By the end of the century, if cities continue to grow at current rates, the world’s urban space may expand by 618,000 square miles—the equivalent of building another city the size of Manhattan nearly every day for the next 78-plus years.
A new book called The Ideal City, from Space10, Ikea’s Copenhagen-based innovation lab, takes inspiration from 53 current cities to consider how future cities might evolve to grow sustainably. “We have an unprecedented opportunity to rethink the way we design our cities to create a better, safer, healthier, and a more inspiring everyday life for the people living there, while boosting the local economy and also tackling the accelerating climate crisis head-on,” says Simon Caspersen, communications director at Space10.

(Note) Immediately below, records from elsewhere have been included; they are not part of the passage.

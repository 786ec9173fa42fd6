// Copyright 2026 the Gable Authors
// SPDX-License-Identifier: Apache-2.0

//! The tree structure behind widget and theme files.
//!
//! A file is a list of properties and sections:
//!
//! ```text
//! // Line comment
//! Button."Ok" {
//!     Position = (10, 20);
//!     Text = "Ok";
//!
//!     Renderer {
//!         TextColor = #FFFFFF; /* block comment */
//!     }
//! }
//! ```
//!
//! Values are kept as raw text; they are interpreted by whoever consumes the node.

use std::fmt::Write as _;

/// How deep sections may be nested.
pub const MAX_NESTING_DEPTH: usize = 128;

/// An error found while parsing a file.
#[derive(Debug, Clone, PartialEq, Eq, thiserror::Error)]
#[error("line {line}: {message}")]
pub struct ParseError {
    /// The line (starting at 1) where the error was found.
    pub line: usize,
    /// What went wrong.
    pub message: String,
}

/// A section of a widget or theme file.
#[derive(Debug, Clone, Default, PartialEq)]
pub struct DataNode {
    /// The text before the opening brace, e.g. `Button."Ok"`. Empty for the document root.
    pub header: String,
    /// Key and raw value pairs, in file order.
    pub properties: Vec<(String, String)>,
    /// Nested sections, in file order.
    pub children: Vec<DataNode>,
    /// The line the section starts on. Zero for nodes not created by the parser.
    pub line: usize,
}

impl DataNode {
    /// Create an empty node with the given header.
    pub fn new(header: impl Into<String>) -> Self {
        Self {
            header: header.into(),
            ..Self::default()
        }
    }

    /// Parse a whole document. The returned node is the document root: it has
    /// an empty header and holds the top-level properties and sections.
    pub fn parse(text: &str) -> Result<Self, ParseError> {
        let mut parser = Parser {
            chars: text.chars().collect(),
            pos: 0,
            line: 1,
        };
        let mut root = Self::default();
        parser.parse_body(&mut root, 0)?;
        Ok(root)
    }

    /// Get the raw value of a property, comparing keys case-insensitively.
    pub fn property(&self, key: &str) -> Option<&str> {
        self.properties
            .iter()
            .find(|(name, _)| name.eq_ignore_ascii_case(key))
            .map(|(_, value)| value.as_str())
    }

    /// Get a child section by header, comparing case-insensitively.
    pub fn child(&self, header: &str) -> Option<&Self> {
        self.children
            .iter()
            .find(|child| child.header.eq_ignore_ascii_case(header))
    }

    /// Append a property.
    pub fn push_property(&mut self, key: impl Into<String>, value: impl Into<String>) {
        self.properties.push((key.into(), value.into()));
    }

    /// Write the node as text.
    ///
    /// For a document root (empty header), only its contents are written.
    pub fn to_text(&self) -> String {
        let mut out = String::new();
        if self.header.is_empty() {
            self.write_body(&mut out, 0);
        } else {
            self.write_section(&mut out, 0);
        }
        out
    }

    fn write_section(&self, out: &mut String, depth: usize) {
        let indent = "    ".repeat(depth);
        let _ = writeln!(out, "{indent}{} {{", self.header);
        self.write_body(out, depth + 1);
        let _ = writeln!(out, "{indent}}}");
    }

    fn write_body(&self, out: &mut String, depth: usize) {
        let indent = "    ".repeat(depth);
        for (key, value) in &self.properties {
            let _ = writeln!(out, "{indent}{key} = {value};");
        }
        for (index, child) in self.children.iter().enumerate() {
            if index > 0 || !self.properties.is_empty() {
                out.push('\n');
            }
            child.write_section(out, depth);
        }
    }
}

/// Split a widget header like `Button."Ok"` into its type and name.
///
/// The name may be quoted or bare, and is empty if there is none.
pub fn split_header(header: &str) -> Result<(String, String), ParseError> {
    let header = header.trim();
    let (widget_type, name) = match header.split_once('.') {
        Some((widget_type, name)) => (widget_type.trim(), name.trim()),
        None => (header, ""),
    };
    let bad_header = || ParseError {
        line: 0,
        message: format!("invalid section header '{header}'"),
    };
    if widget_type.is_empty() || widget_type.contains(char::is_whitespace) {
        return Err(bad_header());
    }
    let name = crate::file::unquote_string(name).map_err(|_| bad_header())?;
    Ok((widget_type.to_string(), name))
}

struct Parser {
    chars: Vec<char>,
    pos: usize,
    line: usize,
}

impl Parser {
    fn peek(&self) -> Option<char> {
        self.chars.get(self.pos).copied()
    }

    fn peek_second(&self) -> Option<char> {
        self.chars.get(self.pos + 1).copied()
    }

    fn bump(&mut self) -> Option<char> {
        let c = self.peek()?;
        self.pos += 1;
        if c == '\n' {
            self.line += 1;
        }
        Some(c)
    }

    fn error(&self, message: impl Into<String>) -> ParseError {
        ParseError {
            line: self.line,
            message: message.into(),
        }
    }

    fn skip_whitespace_and_comments(&mut self) -> Result<(), ParseError> {
        loop {
            match (self.peek(), self.peek_second()) {
                (Some(c), _) if c.is_whitespace() => {
                    self.bump();
                }
                (Some('/'), Some('/')) => {
                    while let Some(c) = self.bump() {
                        if c == '\n' {
                            break;
                        }
                    }
                }
                (Some('/'), Some('*')) => {
                    let start_line = self.line;
                    self.bump();
                    self.bump();
                    loop {
                        match (self.peek(), self.peek_second()) {
                            (Some('*'), Some('/')) => {
                                self.bump();
                                self.bump();
                                break;
                            }
                            (Some(_), _) => {
                                self.bump();
                            }
                            (None, _) => {
                                return Err(ParseError {
                                    line: start_line,
                                    message: "unterminated block comment".into(),
                                });
                            }
                        }
                    }
                }
                _ => return Ok(()),
            }
        }
    }

    /// Read raw text until one of `stops` is found outside of quotes.
    /// The stop character is not consumed.
    fn read_until(&mut self, stops: &[char]) -> Result<String, ParseError> {
        let mut out = String::new();
        let mut in_quotes = false;
        let start_line = self.line;
        while let Some(c) = self.peek() {
            if !in_quotes && stops.contains(&c) {
                break;
            }
            if in_quotes && c == '\n' {
                return Err(self.error("unterminated string"));
            }
            self.bump();
            out.push(c);
            if c == '"' {
                in_quotes = !in_quotes;
            } else if c == '\\' && in_quotes {
                match self.bump() {
                    Some(escaped) => out.push(escaped),
                    None => break,
                }
            }
        }
        if in_quotes {
            return Err(ParseError {
                line: start_line,
                message: "unterminated string".into(),
            });
        }
        Ok(out.trim().to_string())
    }

    /// Parse the content of `node`, which is `depth` sections deep (the root is 0).
    fn parse_body(&mut self, node: &mut DataNode, depth: usize) -> Result<(), ParseError> {
        let nested = depth > 0;
        loop {
            self.skip_whitespace_and_comments()?;
            match self.peek() {
                None if nested => {
                    return Err(self.error(format!("missing '}}' to close '{}'", node.header)));
                }
                None => return Ok(()),
                Some('}') if nested => {
                    self.bump();
                    return Ok(());
                }
                Some('}') => return Err(self.error("unexpected '}'")),
                Some(_) => {}
            }

            let line = self.line;
            let key = self.read_until(&['{', '=', ';', '}'])?;
            if key.is_empty() {
                return Err(self.error("expected a property or a section"));
            }
            match self.peek() {
                Some('{') => {
                    if depth >= MAX_NESTING_DEPTH {
                        return Err(ParseError {
                            line,
                            message: format!(
                                "'{key}' is nested more than {MAX_NESTING_DEPTH} sections deep"
                            ),
                        });
                    }
                    self.bump();
                    let mut child = DataNode::new(key);
                    child.line = line;
                    self.parse_body(&mut child, depth + 1)?;
                    node.children.push(child);
                }
                Some('=') => {
                    self.bump();
                    let value = self.read_until(&[';', '{', '}'])?;
                    if self.peek() != Some(';') {
                        return Err(self.error(format!("expected ';' after the value of '{key}'")));
                    }
                    self.bump();
                    if value.is_empty() {
                        return Err(self.error(format!("missing value for '{key}'")));
                    }
                    if node.property(&key).is_some() {
                        return Err(ParseError {
                            line,
                            message: format!("property '{key}' is set twice"),
                        });
                    }
                    node.properties.push((key, value));
                }
                _ => return Err(self.error(format!("expected '=' or '{{' after '{key}'"))),
            }
        }
    }
}

#[cfg(test)]
mod tests {
    use super::*;

    const DOCUMENT: &str = r#"
// A window
Panel."Main Panel" {
    Size = (200, 100);
    /* multi
       line */
    Button.Ok {
        Text = "Say \"hi\"; then {leave}";
        Renderer {
            TextColor = #FFF;
        }
    }
}
Label { Text = "x"; }
"#;

    #[test]
    fn parse_document() {
        let root = DataNode::parse(DOCUMENT).unwrap();
        assert_eq!(root.children.len(), 2);

        let panel = &root.children[0];
        assert_eq!(panel.header, r#"Panel."Main Panel""#);
        assert_eq!(panel.line, 3);
        assert_eq!(panel.property("size"), Some("(200, 100)"));

        let button = &panel.children[0];
        assert_eq!(button.property("Text"), Some(r#""Say \"hi\"; then {leave}""#));
        let renderer = button.child("renderer").unwrap();
        assert_eq!(renderer.property("TextColor"), Some("#FFF"));

        assert_eq!(
            split_header(&panel.header).unwrap(),
            ("Panel".to_string(), "Main Panel".to_string())
        );
        assert_eq!(
            split_header(&button.header).unwrap(),
            ("Button".to_string(), "Ok".to_string())
        );
        assert_eq!(
            split_header("Label").unwrap(),
            ("Label".to_string(), String::new())
        );
        assert!(split_header("Bad Type").is_err());
    }

    #[test]
    fn reparse_written_text() {
        let root = DataNode::parse(DOCUMENT).unwrap();
        let text = root.to_text();
        let reparsed = DataNode::parse(&text).unwrap();
        assert_eq!(reparsed.to_text(), text);
        assert_eq!(reparsed.children[0].children[0].properties, root.children[0].children[0].properties);
    }

    #[test]
    fn written_layout() {
        let mut node = DataNode::new("Button");
        node.push_property("Text", "\"Ok\"");
        node.children.push(DataNode::new("Renderer"));
        let mut root = DataNode::default();
        root.children.push(node);
        assert_eq!(
            root.to_text(),
            "Button {\n    Text = \"Ok\";\n\n    Renderer {\n    }\n}\n"
        );
    }

    #[test]
    fn errors_report_lines() {
        let error = DataNode::parse("Button {\n    Text = \"Ok\"\n}").unwrap_err();
        assert_eq!(error.line, 3);

        let error = DataNode::parse("Button {\n  Text = 1;\n").unwrap_err();
        assert_eq!(error.line, 3);
        assert!(error.message.contains("missing '}'"));

        let error = DataNode::parse("\n\n}").unwrap_err();
        assert_eq!(error.line, 3);

        let error = DataNode::parse("Button { Text = \"open; }").unwrap_err();
        assert_eq!(error.message, "unterminated string");

        let error = DataNode::parse("A {\n B = 1;\n B = 2;\n}").unwrap_err();
        assert_eq!(error.line, 3);

        assert!(DataNode::parse("Key;").is_err());
        assert!(DataNode::parse("/* never closed").is_err());
        assert!(DataNode::parse("A { B = ; }").is_err());
    }

    #[test]
    fn nesting_is_limited() {
        let nested = |depth: usize| {
            let mut text = "a {\n".repeat(depth);
            text.push_str(&"}\n".repeat(depth));
            text
        };
        let mut root = DataNode::parse(&nested(MAX_NESTING_DEPTH)).unwrap();
        for _ in 0..MAX_NESTING_DEPTH {
            root = root.children.pop().unwrap();
        }
        assert!(root.children.is_empty());

        let error = DataNode::parse(&nested(MAX_NESTING_DEPTH + 1)).unwrap_err();
        assert_eq!(error.line, MAX_NESTING_DEPTH + 1);

        // Far too deep for the stack if it were parsed recursively.
        let error = DataNode::parse(&"a{".repeat(100_000)).unwrap_err();
        assert_eq!(error.line, 1);
    }
}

“It almost sounds like a ‘too good to be true’ proposition,” he says. “If it was that simple, wouldn’t all cities already be doing this? What we realized is that our cities are planned, designed, and developed in silos, so we wanted to take a holistic approach by gathering world-leading thinkers, architects, designers, researchers, entrepreneurs, city planners, and community leaders around the same table. In doing so, we can draw patterns in the chaos and combine it with real projects from around the world to showcase that all these ideas explored in the book are doable today.”
The book looks at dozens of examples of urban innovation. In an abandoned subway station in London, a heat pump captures extra heat from a nearby train line and pipes it to nearby homes in the winter. In another part of the city, a cohousing building for seniors is designed to fight loneliness. In Ho Chi Minh City, Vietnam, an office building covered in planters grows food. In Harbin, China, a recently built park was designed to act like a sponge for stormwater. In Lavale, India, a school for girls from low-income families was built from materials reclaimed from demolished buildings to keep costs low. In Copenhagen, a playground makes use of an empty rooftop.
Not all of the designs would make sense in every city. The book, Caspersen says, is meant to be more like a cookbook that city planners and designers can use to browse through the world’s collective creativity. The team suggests that an “ideal” city has five core principles: It’s resourceful, meaning that it’s both ecologically and economically sustainable, and built on the idea of a circular economy. It’s accessible, meaning that it’s built for diversity, and housing is affordable. It’s shared, meaning it builds community and it’s designed to spark social interactions. It’s safe, meaning, among other things, that it’s protected from climate impacts and it provides safe food, water, shelter, and access to green space and healthcare. And it’s desirable, meaning that it’s a place where people want to be and spend time outside.
All of this is achievable, Caspersen argues. “If 2020 showed us anything, it is that humanity has the capacity to respond—in solidarity, together—to our common challenges,” he says. “Cities are right at the heart of so many of these challenges we face, and therefore also at the heart of the solutions. We have the power to decide which direction we want to go in, and I put my faith in people. And we see so many hopeful examples out there. For instance, Paris mayor Anne Hidalgo was recently reelected by campaigning the idea of the ’15-minute city’ and just a few weeks ago announced that she’s turning one of the most famous avenues in the world, Champs-Élysées, into an ‘extraordinary garden’ that prioritizes people over cars. The more of these examples we can find and celebrate, those that work for both the people and the planet, the better we are equipped to make them travel.”